Brussels, 18 January 2011
Consumers: Cheaper, faster, easier ways to settle disputes without going to court
A Greek consumer was charged by his bank twice while shopping in London. A Greek ADR led to the bank refunding the second charge to the consumer. In another case, a French consumer shopping in France asked to withdraw from a contract but was charged a €150 penalty. Following a French ADR the consumer was able to withdraw from the contract without charge. Today, the European Commission launched a public consultation on alternative dispute resolution schemes (ADR) for consumers. The Commission's aim is to increase consumer confidence in shopping in the Single Market by ensuring easier, faster and cheaper out-of-court (non-judicial) resolution of disputes between a consumer and a trader. Currently, there are at least 750 ADR schemes in the EU, but consumers cannot always get the help they need. It is estimated that losses incurred by EU consumers who had problems constitute around 0.3% of Europe's GDP. The results of this consultation, open until 15/3/2011, will be used to shape the Commission's legislative proposal scheduled for November 2011.
John Dalli, the EU Health and Consumer Commissioner said: "All EU consumers should have at their disposal a simple, quick and inexpensive way to resolve their disputes with traders. The purpose of the consultation launched today is to lead to an initiative which will ensure that consumers feel more confident in the Single Market, feel safer shopping cross-border and that the burden on national courts is reduced". To conclude: "I invite all interested parties, including citizens, to participate to this on-line consultation".
Alternative Dispute Resolution (ADR)
ADR refers to schemes available to help consumers resolve disputes with traders when they have a problem with goods or services.
The defining characteristic of ADR is that it is non-judicial. It involves a neutral third party, such as an arbitrator or mediator, who can propose a solution or bring the parties together to help find a solution.

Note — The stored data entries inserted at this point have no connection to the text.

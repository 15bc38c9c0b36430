//! Topic conventions and wildcard pattern matching
//!
//! Patterns are compiled once into segments and matched segment by segment with
//! broker semantics:
//!
//! - `+` matches exactly one level
//! - `#` must be the last level and matches zero or more remaining levels, so
//!   `sensors/#` also matches the parent `sensors`
//! - wildcards in the first level never match topics that start with `$`
//!
//! Wildcards glued to other characters (`sensors#`, `a+/b`) are rejected when the
//! pattern is compiled instead of being matched loosely.

use std::fmt;

use thiserror::Error;

pub const COMMAND_PREFIX: &str = "comando";
pub const STATUS_ROOT: &str = "ac-control";
pub const LEGACY_DEVICE_PREFIX: &str = "dispositivos";

/// Pattern covering every device status topic
pub const STATUS_PATTERN: &str = "ac-control/+/+/status";

/// `comando/{device_id}`
pub fn command_topic(device_id: &str) -> String {
    format!("{}/{}", COMMAND_PREFIX, device_id)
}

/// `ac-control/{device_type}/{device_id}/status`
pub fn status_topic(device_type: &str, device_id: &str) -> String {
    format!("{}/{}/{}/status", STATUS_ROOT, device_type, device_id)
}

/// `dispositivos/{control_device_id}`, the older per-controller status topic
pub fn legacy_device_topic(control_device_id: &str) -> String {
    format!("{}/{}", LEGACY_DEVICE_PREFIX, control_device_id)
}

/// Device key `"{type}/{id}"` taken from the second and third topic levels
pub fn device_key(topic: &str) -> Option<String> {
    let mut levels = topic.split('/').skip(1);
    match (levels.next(), levels.next()) {
        (Some(kind), Some(id)) if !kind.is_empty() && !id.is_empty() => {
            Some(format!("{}/{}", kind, id))
        }
        _ => None,
    }
}

#[derive(Debug, Clone, PartialEq, Eq, Error)]
pub enum TopicError {
    #[error("topic pattern is empty")]
    Empty,

    #[error("wildcard must occupy a whole level in '{pattern}' (level {level})")]
    EmbeddedWildcard { pattern: String, level: usize },

    #[error("'#' must be the last level in '{0}'")]
    HashNotLast(String),
}

#[derive(Debug, Clone, PartialEq, Eq)]
enum Level {
    Literal(String),
    Single,
    Multi,
}

/// A compiled subscription pattern
#[derive(Debug, Clone, PartialEq, Eq)]
pub struct TopicPattern {
    raw: String,
    levels: Vec<Level>,
}

impl TopicPattern {
    pub fn parse(pattern: &str) -> Result<Self, TopicError> {
        if pattern.is_empty() {
            return Err(TopicError::Empty);
        }

        let parts: Vec<&str> = pattern.split('/').collect();
        let last = parts.len() - 1;
        let mut levels = Vec::with_capacity(parts.len());

        for (index, part) in parts.into_iter().enumerate() {
            let level = match part {
                "+" => Level::Single,
                "#" if index == last => Level::Multi,
                "#" => return Err(TopicError::HashNotLast(pattern.to_string())),
                literal if literal.contains(['+', '#']) => {
                    return Err(TopicError::EmbeddedWildcard {
                        pattern: pattern.to_string(),
                        level: index,
                    })
                }
                literal => Level::Literal(literal.to_string()),
            };
            levels.push(level);
        }

        Ok(Self {
            raw: pattern.to_string(),
            levels,
        })
    }

    pub fn as_str(&self) -> &str {
        &self.raw
    }

    pub fn has_wildcards(&self) -> bool {
        self.levels
            .iter()
            .any(|level| !matches!(level, Level::Literal(_)))
    }

    pub fn matches(&self, topic: &str) -> bool {
        if topic.starts_with('$') && !matches!(self.levels.first(), Some(Level::Literal(_))) {
            return false;
        }

        let mut parts = topic.split('/');
        for level in &self.levels {
            match level {
                Level::Multi => return true,
                Level::Single => {
                    if parts.next().is_none() {
                        return false;
                    }
                }
                Level::Literal(expected) => match parts.next() {
                    Some(part) if part == expected => {}
                    _ => return false,
                },
            }
        }
        parts.next().is_none()
    }
}

impl fmt::Display for TopicPattern {
    fn fmt(&self, f: &mut fmt::Formatter<'_>) -> fmt::Result {
        f.write_str(&self.raw)
    }
}

impl std::str::FromStr for TopicPattern {
    type Err = TopicError;

    fn from_str(s: &str) -> Result<Self, Self::Err> {
        Self::parse(s)
    }
}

ADR does not cover customer complaint handling systems by business, amicable settlements directly between a consumer and a trader, or mediation processes within the judicial system. It primarily concerns individual cases, but can also handle together several individual cases when they are similar.
ADR bodies have been more widely set up to solve disputes in the telecommunications, travel/tourism and financial services sectors. The need for ADR schemes is becoming pressing in the online environment given the increase in online shopping (from 22% in 2004 to 37% in 20091 ). Nevertheless, cross-border online transactions remain low (8%). One reason is the lack of confidence consumers have when shopping abroad. Indeed, 71%2 of consumers consider the resolution of problems more difficult when shopping abroad.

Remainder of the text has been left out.